START Extracted entries
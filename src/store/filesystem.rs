//! Metadata store on the local filesystem
//!
//! Layout: `<root>/<version>.<role>.json` for every role but timestamp,
//! `<root>/timestamp.json` for timestamp.
//!
//! - Atomic writes via write-to-temp, fsync, rename, fsync(dir)
//! - Check-and-write under a per-role advisory lock, so writers in other
//!   processes cannot both move a role to the same next version
//! - `<root>/.latest/<role>` holds the last version written for a role, so
//!   resolving the current version never lists the directory. The pointer
//!   is a lower bound: a reader steps forward past any newer document left
//!   by a writer that died before updating it.

use std::fs::{self, File};
use std::io::{self, Write};
use std::path::{Path, PathBuf};
use std::time::Duration;

use serde::Deserialize;

use repo_metadata::TIMESTAMP;

use super::lock::RoleLock;
use super::{
    check_expected, metadata_filename, parse_filename, validate_role_name, MetadataStore,
    StoreError, StoreResult,
};

/// Just enough of a document to read its version
#[derive(Deserialize)]
struct VersionProbe {
    signed: VersionProbeSigned,
}

#[derive(Deserialize)]
struct VersionProbeSigned {
    version: u64,
}

/// Directory-backed metadata store
#[derive(Debug, Clone)]
pub struct FileStore {
    root: PathBuf,
    lock_timeout: Duration,
}

impl FileStore {
    /// Directory holding per-role version pointers
    pub const LATEST_DIR: &'static str = ".latest";

    /// Open (creating if needed) a store rooted at `root`
    pub fn new(root: impl AsRef<Path>, lock_timeout: Duration) -> StoreResult<Self> {
        let root = root.as_ref().to_path_buf();
        fs::create_dir_all(&root)?;

        Ok(Self { root, lock_timeout })
    }

    pub fn root(&self) -> &Path {
        &self.root
    }

    fn path_for(&self, role: &str, version: u64) -> PathBuf {
        self.root.join(metadata_filename(role, version))
    }

    fn temp_dir(&self) -> PathBuf {
        self.root.join(".tmp")
    }

    fn pointer_path(&self, role: &str) -> PathBuf {
        self.root.join(Self::LATEST_DIR).join(role)
    }

    /// Highest version on disk for a versioned role
    fn latest_versioned(&self, role: &str) -> StoreResult<Option<u64>> {
        let mut latest = match self.read_pointer(role)? {
            Some(version) => version,
            None => match self.scan_latest(role)? {
                Some(version) => version,
                None => return Ok(None),
            },
        };
        while self.path_for(role, latest + 1).exists() {
            latest += 1;
        }
        Ok(Some(latest))
    }

    fn read_pointer(&self, role: &str) -> StoreResult<Option<u64>> {
        let path = self.pointer_path(role);
        let contents = match fs::read_to_string(&path) {
            Ok(contents) => contents,
            Err(e) if e.kind() == io::ErrorKind::NotFound => return Ok(None),
            Err(e) => return Err(e.into()),
        };
        match contents.trim().parse() {
            Ok(version) => Ok(Some(version)),
            Err(_) => {
                tracing::warn!(role, path = %path.display(), "unreadable version pointer, scanning");
                Ok(None)
            }
        }
    }

    /// Directory listing fallback for roles without a pointer
    fn scan_latest(&self, role: &str) -> StoreResult<Option<u64>> {
        let mut latest = None;
        for entry in fs::read_dir(&self.root)? {
            let entry = entry?;
            let name = entry.file_name();
            let Some(name) = name.to_str() else {
                continue;
            };
            if let Some((version, file_role)) = parse_filename(name) {
                if file_role == role && latest.map_or(true, |l| version > l) {
                    latest = Some(version);
                }
            }
        }
        Ok(latest)
    }

    fn timestamp_version(&self) -> StoreResult<Option<u64>> {
        let path = self.path_for(TIMESTAMP, 0);
        let bytes = match fs::read(&path) {
            Ok(bytes) => bytes,
            Err(e) if e.kind() == io::ErrorKind::NotFound => return Ok(None),
            Err(e) => return Err(e.into()),
        };
        let probe: VersionProbe = serde_json::from_slice(&bytes).map_err(|e| {
            io::Error::new(
                io::ErrorKind::InvalidData,
                format!("unreadable {}: {}", path.display(), e),
            )
        })?;
        Ok(Some(probe.signed.version))
    }

    /// Write `bytes` to `target` atomically and durably
    fn write_atomic(&self, target: &Path, bytes: &[u8]) -> StoreResult<()> {
        let parent = target.parent().unwrap_or(self.root.as_path());
        fs::create_dir_all(parent)?;
        let temp_dir = self.temp_dir();
        fs::create_dir_all(&temp_dir)?;

        let temp_path = temp_dir.join(format!(".tmp.{}.{}", std::process::id(), uuid::Uuid::new_v4()));

        let result = (|| -> io::Result<()> {
            let mut file = File::create(&temp_path)?;
            file.write_all(bytes)?;
            file.sync_all()?;
            fs::rename(&temp_path, target)?;
            sync_dir(parent)
        })();

        if let Err(e) = result {
            let _ = fs::remove_file(&temp_path);
            return Err(StoreError::Io(e));
        }
        Ok(())
    }
}

#[cfg(unix)]
fn sync_dir(dir: &Path) -> io::Result<()> {
    File::open(dir)?.sync_all()
}

#[cfg(not(unix))]
fn sync_dir(_dir: &Path) -> io::Result<()> {
    Ok(())
}

impl MetadataStore for FileStore {
    fn load(&self, role: &str) -> StoreResult<Vec<u8>> {
        validate_role_name(role)?;

        let path = if role == TIMESTAMP {
            self.path_for(TIMESTAMP, 0)
        } else {
            match self.latest_versioned(role)? {
                Some(version) => self.path_for(role, version),
                None => {
                    return Err(StoreError::NotFound {
                        role: role.to_string(),
                    })
                }
            }
        };

        match fs::read(&path) {
            Ok(bytes) => Ok(bytes),
            Err(e) if e.kind() == io::ErrorKind::NotFound => Err(StoreError::NotFound {
                role: role.to_string(),
            }),
            Err(e) => Err(e.into()),
        }
    }

    fn load_version(&self, role: &str, version: u64) -> StoreResult<Vec<u8>> {
        validate_role_name(role)?;

        let not_found = || StoreError::VersionNotFound {
            role: role.to_string(),
            version,
        };

        if role == TIMESTAMP && self.timestamp_version()? != Some(version) {
            return Err(not_found());
        }

        match fs::read(self.path_for(role, version)) {
            Ok(bytes) => Ok(bytes),
            Err(e) if e.kind() == io::ErrorKind::NotFound => Err(not_found()),
            Err(e) => Err(e.into()),
        }
    }

    fn current_version(&self, role: &str) -> StoreResult<Option<u64>> {
        validate_role_name(role)?;

        if role == TIMESTAMP {
            self.timestamp_version()
        } else {
            self.latest_versioned(role)
        }
    }

    fn persist(
        &self,
        role: &str,
        version: u64,
        expected_current: Option<u64>,
        bytes: &[u8],
    ) -> StoreResult<()> {
        validate_role_name(role)?;

        let _lock = RoleLock::acquire(&self.root, role, self.lock_timeout)?;

        let actual = self.current_version(role)?;
        check_expected(role, version, expected_current, actual)?;

        let target = self.path_for(role, version);
        self.write_atomic(&target, bytes)?;
        if role != TIMESTAMP {
            self.write_atomic(&self.pointer_path(role), version.to_string().as_bytes())?;
        }

        tracing::debug!(role, version, path = %target.display(), "metadata written");
        Ok(())
    }
}

#[cfg(test)]
mod tests {
    use super::*;
    use tempfile::TempDir;

    fn doc(version: u64) -> Vec<u8> {
        serde_json::to_vec(&serde_json::json!({
            "signatures": [],
            "signed": {"version": version}
        }))
        .unwrap()
    }

    fn store(dir: &TempDir) -> FileStore {
        FileStore::new(dir.path().join("metadata"), Duration::from_secs(1)).unwrap()
    }

    #[test]
    fn test_versioned_filenames() {
        let dir = TempDir::new().unwrap();
        let store = store(&dir);

        store.persist("snapshot", 1, None, &doc(1)).unwrap();
        store.persist("snapshot", 2, Some(1), &doc(2)).unwrap();

        assert!(store.root().join("1.snapshot.json").exists());
        assert!(store.root().join("2.snapshot.json").exists());
        assert_eq!(store.current_version("snapshot").unwrap(), Some(2));
        assert_eq!(store.load("snapshot").unwrap(), doc(2));
        assert_eq!(store.load_version("snapshot", 1).unwrap(), doc(1));
    }

    #[test]
    fn test_timestamp_not_version_prefixed() {
        let dir = TempDir::new().unwrap();
        let store = store(&dir);

        store.persist("timestamp", 1, None, &doc(1)).unwrap();
        store.persist("timestamp", 2, Some(1), &doc(2)).unwrap();

        assert!(store.root().join("timestamp.json").exists());
        assert!(!store.root().join("2.timestamp.json").exists());
        assert_eq!(store.current_version("timestamp").unwrap(), Some(2));
        assert_eq!(store.load("timestamp").unwrap(), doc(2));
    }

    #[test]
    fn test_not_found() {
        let dir = TempDir::new().unwrap();
        let store = store(&dir);

        assert!(matches!(store.load("bin"), Err(StoreError::NotFound { .. })));
        assert!(matches!(store.load("timestamp"), Err(StoreError::NotFound { .. })));
        assert!(matches!(
            store.load_version("bins-0", 4),
            Err(StoreError::VersionNotFound { .. })
        ));
    }

    #[test]
    fn test_roles_with_shared_prefix_are_distinct() {
        let dir = TempDir::new().unwrap();
        let store = store(&dir);

        store.persist("bin", 1, None, &doc(1)).unwrap();
        store.persist("bins-0", 1, None, &doc(1)).unwrap();
        store.persist("bins-0", 2, Some(1), &doc(2)).unwrap();

        assert_eq!(store.current_version("bin").unwrap(), Some(1));
        assert_eq!(store.current_version("bins-0").unwrap(), Some(2));
    }

    #[test]
    fn test_conflicting_write_rejected() {
        let dir = TempDir::new().unwrap();
        let store = store(&dir);

        store.persist("bins-1", 1, None, &doc(1)).unwrap();
        store.persist("bins-1", 2, Some(1), &doc(2)).unwrap();

        let result = store.persist("bins-1", 2, Some(1), &doc(2));
        assert!(matches!(result, Err(StoreError::VersionConflict { .. })));
    }

    #[test]
    fn test_invalid_role_rejected() {
        let dir = TempDir::new().unwrap();
        let store = store(&dir);

        let result = store.persist("../escape", 1, None, &doc(1));
        assert!(matches!(result, Err(StoreError::InvalidRoleName(_))));
    }

    #[test]
    fn test_latest_resolves_after_many_versions() {
        let dir = TempDir::new().unwrap();
        let store = store(&dir);

        store.persist("bins-0", 1, None, &doc(1)).unwrap();
        for version in 2..=200 {
            store.persist("bins-0", version, Some(version - 1), &doc(version)).unwrap();
        }
        store.persist("bins-1", 1, None, &doc(1)).unwrap();

        assert_eq!(store.current_version("bins-0").unwrap(), Some(200));
        assert_eq!(store.load("bins-0").unwrap(), doc(200));
        assert_eq!(store.current_version("bins-1").unwrap(), Some(1));
        let pointer = fs::read_to_string(store.root().join(FileStore::LATEST_DIR).join("bins-0"));
        assert_eq!(pointer.unwrap(), "200");
    }

    #[test]
    fn test_lookup_follows_pointer_not_listing() {
        let dir = TempDir::new().unwrap();
        let store = store(&dir);

        store.persist("bins-2", 1, None, &doc(1)).unwrap();
        store.persist("bins-2", 2, Some(1), &doc(2)).unwrap();
        // Not reachable from the pointer, so never current
        fs::write(store.root().join("9.bins-2.json"), doc(9)).unwrap();

        assert_eq!(store.current_version("bins-2").unwrap(), Some(2));
    }

    #[test]
    fn test_pointer_behind_rolls_forward() {
        let dir = TempDir::new().unwrap();
        let store = store(&dir);

        store.persist("snapshot", 1, None, &doc(1)).unwrap();
        // A writer that died between the document and the pointer
        fs::write(store.root().join("2.snapshot.json"), doc(2)).unwrap();

        assert_eq!(store.current_version("snapshot").unwrap(), Some(2));
        store.persist("snapshot", 3, Some(2), &doc(3)).unwrap();
        assert_eq!(store.load("snapshot").unwrap(), doc(3));
    }

    #[test]
    fn test_missing_pointer_falls_back_to_listing() {
        let dir = TempDir::new().unwrap();
        let store = store(&dir);

        store.persist("bin", 1, None, &doc(1)).unwrap();
        store.persist("bin", 2, Some(1), &doc(2)).unwrap();
        fs::remove_file(store.root().join(FileStore::LATEST_DIR).join("bin")).unwrap();

        assert_eq!(store.current_version("bin").unwrap(), Some(2));
        assert_eq!(store.load("bin").unwrap(), doc(2));
    }

    #[test]
    fn test_temp_files_cleaned_up() {
        let dir = TempDir::new().unwrap();
        let store = store(&dir);

        store.persist("root", 1, None, &doc(1)).unwrap();
        let leftovers = fs::read_dir(store.root().join(".tmp")).unwrap().count();
        assert_eq!(leftovers, 0);
    }
}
END Extracted entries
Work item :: Copy out all the lines of the records that include "entry".

Solution to this problem ::
        for entry in fs::read_dir(&self.root)? {
            let entry = entry?;
            let name = entry.file_name();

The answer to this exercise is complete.